__ABOUT THIS EXERCISE__. Scan the entries for the string "HttpMethod" and give the number of lines that have it, nothing further.

[Collected data]
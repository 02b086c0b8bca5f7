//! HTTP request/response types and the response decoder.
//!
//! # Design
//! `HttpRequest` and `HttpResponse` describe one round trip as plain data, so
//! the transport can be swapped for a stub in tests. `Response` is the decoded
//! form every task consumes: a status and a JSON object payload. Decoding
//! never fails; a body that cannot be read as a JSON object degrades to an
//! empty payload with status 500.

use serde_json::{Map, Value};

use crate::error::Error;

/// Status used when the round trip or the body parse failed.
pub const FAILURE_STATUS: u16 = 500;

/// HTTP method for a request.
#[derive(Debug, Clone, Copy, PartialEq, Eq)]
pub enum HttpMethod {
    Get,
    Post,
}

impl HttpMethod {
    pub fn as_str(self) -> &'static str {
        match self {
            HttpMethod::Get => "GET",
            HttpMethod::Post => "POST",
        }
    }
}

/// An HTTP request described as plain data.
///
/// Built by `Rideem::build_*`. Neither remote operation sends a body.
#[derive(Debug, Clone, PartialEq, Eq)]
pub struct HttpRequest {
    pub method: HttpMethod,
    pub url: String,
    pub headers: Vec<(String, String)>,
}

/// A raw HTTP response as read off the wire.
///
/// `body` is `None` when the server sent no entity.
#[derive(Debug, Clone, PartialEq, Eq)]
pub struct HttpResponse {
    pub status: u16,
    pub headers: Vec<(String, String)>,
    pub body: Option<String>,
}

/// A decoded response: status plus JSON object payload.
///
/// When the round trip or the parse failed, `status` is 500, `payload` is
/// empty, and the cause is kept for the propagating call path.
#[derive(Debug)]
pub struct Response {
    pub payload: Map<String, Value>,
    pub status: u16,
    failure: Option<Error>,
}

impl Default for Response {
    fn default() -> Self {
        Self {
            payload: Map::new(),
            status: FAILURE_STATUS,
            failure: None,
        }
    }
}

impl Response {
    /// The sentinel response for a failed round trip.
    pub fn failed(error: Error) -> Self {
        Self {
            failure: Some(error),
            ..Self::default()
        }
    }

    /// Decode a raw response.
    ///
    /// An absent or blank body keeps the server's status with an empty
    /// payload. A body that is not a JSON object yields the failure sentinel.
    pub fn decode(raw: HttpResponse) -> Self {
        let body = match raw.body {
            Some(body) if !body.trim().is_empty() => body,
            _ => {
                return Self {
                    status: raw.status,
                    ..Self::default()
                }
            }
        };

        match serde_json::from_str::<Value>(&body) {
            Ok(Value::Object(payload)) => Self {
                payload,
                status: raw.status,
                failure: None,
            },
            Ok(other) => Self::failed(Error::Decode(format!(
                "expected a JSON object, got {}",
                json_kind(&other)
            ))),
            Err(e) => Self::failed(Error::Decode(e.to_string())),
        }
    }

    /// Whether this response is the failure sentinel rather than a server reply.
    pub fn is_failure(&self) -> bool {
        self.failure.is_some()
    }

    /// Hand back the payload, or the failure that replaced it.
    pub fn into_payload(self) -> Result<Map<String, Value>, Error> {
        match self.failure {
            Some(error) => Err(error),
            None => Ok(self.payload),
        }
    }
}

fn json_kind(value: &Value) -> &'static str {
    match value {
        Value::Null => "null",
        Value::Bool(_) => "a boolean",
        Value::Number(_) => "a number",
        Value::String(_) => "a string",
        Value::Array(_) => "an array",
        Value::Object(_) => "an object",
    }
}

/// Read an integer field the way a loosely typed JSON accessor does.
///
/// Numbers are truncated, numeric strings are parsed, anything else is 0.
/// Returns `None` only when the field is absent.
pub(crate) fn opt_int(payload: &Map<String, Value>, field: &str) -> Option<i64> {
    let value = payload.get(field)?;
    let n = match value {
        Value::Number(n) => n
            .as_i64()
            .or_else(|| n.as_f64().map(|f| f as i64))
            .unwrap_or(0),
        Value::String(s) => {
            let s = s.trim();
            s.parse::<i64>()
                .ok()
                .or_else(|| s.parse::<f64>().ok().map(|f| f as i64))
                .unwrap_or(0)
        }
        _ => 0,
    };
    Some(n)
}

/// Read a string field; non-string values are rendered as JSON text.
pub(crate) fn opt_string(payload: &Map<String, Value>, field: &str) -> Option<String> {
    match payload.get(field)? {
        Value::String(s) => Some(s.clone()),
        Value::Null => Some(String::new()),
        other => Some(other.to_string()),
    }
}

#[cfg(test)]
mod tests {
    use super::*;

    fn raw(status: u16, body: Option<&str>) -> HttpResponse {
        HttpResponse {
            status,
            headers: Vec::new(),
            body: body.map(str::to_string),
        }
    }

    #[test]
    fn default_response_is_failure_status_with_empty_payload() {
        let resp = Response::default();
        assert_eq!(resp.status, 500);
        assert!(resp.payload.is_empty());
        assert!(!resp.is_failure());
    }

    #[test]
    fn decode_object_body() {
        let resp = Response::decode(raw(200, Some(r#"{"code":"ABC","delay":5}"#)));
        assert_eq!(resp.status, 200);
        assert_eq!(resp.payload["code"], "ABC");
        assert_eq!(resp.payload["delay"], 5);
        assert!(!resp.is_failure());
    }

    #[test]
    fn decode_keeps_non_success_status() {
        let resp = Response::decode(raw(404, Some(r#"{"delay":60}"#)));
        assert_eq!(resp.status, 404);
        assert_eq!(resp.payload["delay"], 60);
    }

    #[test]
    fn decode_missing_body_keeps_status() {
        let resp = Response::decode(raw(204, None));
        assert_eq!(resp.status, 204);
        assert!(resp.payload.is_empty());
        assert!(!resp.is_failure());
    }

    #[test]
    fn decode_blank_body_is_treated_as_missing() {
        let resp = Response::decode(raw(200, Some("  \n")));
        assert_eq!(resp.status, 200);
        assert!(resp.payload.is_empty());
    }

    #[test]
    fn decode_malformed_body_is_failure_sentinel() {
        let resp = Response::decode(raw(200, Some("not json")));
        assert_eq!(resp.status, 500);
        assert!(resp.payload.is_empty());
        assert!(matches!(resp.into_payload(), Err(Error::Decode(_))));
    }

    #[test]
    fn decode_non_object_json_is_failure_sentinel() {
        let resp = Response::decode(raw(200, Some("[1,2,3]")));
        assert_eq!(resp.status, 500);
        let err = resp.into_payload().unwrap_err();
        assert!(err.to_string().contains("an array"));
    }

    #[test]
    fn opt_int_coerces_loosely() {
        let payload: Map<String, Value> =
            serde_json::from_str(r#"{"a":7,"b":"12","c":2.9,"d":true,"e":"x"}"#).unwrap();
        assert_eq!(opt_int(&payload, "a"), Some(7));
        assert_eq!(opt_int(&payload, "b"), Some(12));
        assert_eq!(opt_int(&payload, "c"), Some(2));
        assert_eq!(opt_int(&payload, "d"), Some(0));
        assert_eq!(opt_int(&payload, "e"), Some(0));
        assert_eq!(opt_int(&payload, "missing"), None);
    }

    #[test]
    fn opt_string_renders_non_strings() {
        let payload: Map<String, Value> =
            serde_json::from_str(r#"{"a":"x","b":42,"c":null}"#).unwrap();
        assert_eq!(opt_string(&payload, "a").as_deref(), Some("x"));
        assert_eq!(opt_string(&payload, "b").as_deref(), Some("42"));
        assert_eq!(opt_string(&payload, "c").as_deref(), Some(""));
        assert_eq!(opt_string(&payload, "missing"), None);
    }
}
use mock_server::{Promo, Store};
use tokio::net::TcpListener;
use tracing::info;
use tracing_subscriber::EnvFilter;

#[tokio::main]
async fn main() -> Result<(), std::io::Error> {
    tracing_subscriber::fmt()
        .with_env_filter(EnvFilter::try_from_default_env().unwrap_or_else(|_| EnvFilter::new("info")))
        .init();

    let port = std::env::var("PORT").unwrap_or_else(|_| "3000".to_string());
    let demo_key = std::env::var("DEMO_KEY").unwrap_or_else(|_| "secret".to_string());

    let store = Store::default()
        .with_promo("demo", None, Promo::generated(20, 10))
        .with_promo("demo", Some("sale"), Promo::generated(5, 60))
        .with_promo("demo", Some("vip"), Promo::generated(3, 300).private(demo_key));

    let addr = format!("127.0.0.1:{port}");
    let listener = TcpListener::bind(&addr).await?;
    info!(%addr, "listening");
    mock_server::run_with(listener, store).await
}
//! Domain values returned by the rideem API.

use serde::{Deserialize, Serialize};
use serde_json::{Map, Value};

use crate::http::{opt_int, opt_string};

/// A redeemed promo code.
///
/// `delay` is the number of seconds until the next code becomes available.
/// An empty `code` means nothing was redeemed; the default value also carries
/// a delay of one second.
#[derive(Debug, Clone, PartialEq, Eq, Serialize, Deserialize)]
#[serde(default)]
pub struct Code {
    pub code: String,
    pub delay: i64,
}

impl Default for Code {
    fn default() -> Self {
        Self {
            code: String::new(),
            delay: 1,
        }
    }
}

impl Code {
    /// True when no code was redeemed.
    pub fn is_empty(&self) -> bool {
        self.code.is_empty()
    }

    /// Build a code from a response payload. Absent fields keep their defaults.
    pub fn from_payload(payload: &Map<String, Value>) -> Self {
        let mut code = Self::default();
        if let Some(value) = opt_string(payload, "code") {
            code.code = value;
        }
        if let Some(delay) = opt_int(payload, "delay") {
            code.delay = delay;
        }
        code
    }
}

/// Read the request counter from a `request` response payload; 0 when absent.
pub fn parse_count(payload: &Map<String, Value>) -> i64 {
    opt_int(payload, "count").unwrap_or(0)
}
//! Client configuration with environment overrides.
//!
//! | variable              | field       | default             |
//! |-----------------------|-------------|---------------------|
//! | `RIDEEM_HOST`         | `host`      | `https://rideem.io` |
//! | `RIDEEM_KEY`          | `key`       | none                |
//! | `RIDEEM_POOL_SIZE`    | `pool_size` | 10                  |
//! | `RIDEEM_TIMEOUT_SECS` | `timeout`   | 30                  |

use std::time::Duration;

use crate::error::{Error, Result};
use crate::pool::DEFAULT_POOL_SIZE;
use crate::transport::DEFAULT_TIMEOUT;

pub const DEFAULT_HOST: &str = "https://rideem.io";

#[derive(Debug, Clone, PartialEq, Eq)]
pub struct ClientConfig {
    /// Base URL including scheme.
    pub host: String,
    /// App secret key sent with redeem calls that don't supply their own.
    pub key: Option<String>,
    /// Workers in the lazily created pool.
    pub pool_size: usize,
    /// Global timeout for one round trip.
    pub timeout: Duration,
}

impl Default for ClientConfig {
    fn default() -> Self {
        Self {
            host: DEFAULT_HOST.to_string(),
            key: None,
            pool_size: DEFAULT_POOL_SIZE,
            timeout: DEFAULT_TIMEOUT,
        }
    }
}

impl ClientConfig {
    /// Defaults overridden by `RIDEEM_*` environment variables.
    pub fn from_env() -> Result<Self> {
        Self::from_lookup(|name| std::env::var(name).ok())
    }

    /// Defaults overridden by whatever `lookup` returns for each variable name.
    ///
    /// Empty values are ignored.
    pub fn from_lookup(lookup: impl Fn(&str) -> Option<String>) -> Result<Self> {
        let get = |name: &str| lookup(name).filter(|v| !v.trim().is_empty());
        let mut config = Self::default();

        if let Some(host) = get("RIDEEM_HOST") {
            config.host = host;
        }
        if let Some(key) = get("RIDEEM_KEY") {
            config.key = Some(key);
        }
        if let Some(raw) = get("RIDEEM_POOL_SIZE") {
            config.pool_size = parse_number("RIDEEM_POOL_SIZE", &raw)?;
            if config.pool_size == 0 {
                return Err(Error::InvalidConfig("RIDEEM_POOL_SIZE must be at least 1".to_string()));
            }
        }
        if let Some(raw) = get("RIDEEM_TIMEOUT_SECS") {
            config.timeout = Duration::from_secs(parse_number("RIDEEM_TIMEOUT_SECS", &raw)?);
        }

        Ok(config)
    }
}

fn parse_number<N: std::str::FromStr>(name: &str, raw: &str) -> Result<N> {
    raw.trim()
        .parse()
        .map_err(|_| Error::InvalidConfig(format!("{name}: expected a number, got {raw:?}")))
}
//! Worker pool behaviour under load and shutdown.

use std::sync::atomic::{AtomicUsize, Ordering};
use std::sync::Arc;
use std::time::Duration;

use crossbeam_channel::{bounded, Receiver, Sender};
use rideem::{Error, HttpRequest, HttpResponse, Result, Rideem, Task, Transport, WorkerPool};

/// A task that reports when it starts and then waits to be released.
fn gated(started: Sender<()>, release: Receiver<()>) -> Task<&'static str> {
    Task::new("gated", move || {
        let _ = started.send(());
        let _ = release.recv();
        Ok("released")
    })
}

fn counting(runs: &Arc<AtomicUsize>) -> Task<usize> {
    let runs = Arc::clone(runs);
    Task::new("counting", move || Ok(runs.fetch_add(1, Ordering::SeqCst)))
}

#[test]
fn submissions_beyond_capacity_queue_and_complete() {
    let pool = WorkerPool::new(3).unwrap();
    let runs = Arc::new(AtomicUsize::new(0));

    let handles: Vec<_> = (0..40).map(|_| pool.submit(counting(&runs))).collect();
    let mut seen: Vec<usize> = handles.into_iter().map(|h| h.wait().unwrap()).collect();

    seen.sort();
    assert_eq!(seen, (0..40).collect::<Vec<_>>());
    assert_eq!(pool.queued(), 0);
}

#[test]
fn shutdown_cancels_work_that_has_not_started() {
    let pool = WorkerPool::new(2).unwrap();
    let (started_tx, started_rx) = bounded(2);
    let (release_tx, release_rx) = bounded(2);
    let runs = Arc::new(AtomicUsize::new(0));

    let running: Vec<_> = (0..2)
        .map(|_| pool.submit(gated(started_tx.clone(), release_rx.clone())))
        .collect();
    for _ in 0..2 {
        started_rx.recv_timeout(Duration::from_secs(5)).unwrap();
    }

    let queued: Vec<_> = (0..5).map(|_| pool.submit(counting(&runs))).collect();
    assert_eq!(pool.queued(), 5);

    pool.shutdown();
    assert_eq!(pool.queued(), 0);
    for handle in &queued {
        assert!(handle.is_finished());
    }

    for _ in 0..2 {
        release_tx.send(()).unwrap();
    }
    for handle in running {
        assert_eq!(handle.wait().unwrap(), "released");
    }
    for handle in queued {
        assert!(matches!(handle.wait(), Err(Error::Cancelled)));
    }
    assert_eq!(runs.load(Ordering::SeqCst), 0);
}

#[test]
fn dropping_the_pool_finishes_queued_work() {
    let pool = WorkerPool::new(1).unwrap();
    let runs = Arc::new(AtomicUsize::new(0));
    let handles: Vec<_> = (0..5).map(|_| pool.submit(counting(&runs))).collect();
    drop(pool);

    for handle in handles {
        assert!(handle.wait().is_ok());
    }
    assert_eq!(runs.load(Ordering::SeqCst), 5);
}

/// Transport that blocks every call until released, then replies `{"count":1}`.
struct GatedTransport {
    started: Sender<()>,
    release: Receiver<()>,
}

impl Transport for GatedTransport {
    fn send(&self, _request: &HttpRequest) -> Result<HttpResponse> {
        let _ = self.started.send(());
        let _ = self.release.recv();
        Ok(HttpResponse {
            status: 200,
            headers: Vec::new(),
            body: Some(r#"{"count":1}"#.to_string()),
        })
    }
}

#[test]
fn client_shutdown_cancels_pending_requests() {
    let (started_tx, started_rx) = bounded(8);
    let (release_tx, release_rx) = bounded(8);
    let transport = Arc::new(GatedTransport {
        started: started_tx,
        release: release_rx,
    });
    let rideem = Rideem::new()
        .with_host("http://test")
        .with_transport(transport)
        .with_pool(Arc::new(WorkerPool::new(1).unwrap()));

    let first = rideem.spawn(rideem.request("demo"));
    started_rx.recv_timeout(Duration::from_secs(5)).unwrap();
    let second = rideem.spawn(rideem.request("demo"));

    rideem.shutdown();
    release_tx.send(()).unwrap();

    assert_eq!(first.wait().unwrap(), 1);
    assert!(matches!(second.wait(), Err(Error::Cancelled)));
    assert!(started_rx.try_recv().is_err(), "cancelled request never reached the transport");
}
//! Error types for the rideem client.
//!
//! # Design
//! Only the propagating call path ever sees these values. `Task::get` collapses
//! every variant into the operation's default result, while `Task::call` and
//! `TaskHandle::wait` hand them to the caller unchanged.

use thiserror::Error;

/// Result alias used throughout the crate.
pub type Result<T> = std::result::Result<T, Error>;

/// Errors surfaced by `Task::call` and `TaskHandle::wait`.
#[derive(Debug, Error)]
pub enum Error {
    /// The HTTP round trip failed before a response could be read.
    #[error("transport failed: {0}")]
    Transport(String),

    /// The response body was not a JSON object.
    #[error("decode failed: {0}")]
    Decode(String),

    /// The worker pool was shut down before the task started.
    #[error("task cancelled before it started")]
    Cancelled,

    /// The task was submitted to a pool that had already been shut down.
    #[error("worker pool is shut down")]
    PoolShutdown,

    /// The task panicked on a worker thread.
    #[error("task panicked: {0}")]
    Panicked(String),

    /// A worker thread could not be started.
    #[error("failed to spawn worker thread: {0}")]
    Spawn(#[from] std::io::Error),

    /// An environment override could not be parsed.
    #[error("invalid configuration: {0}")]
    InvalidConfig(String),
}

__RESULT FOR THIS TASK__. 5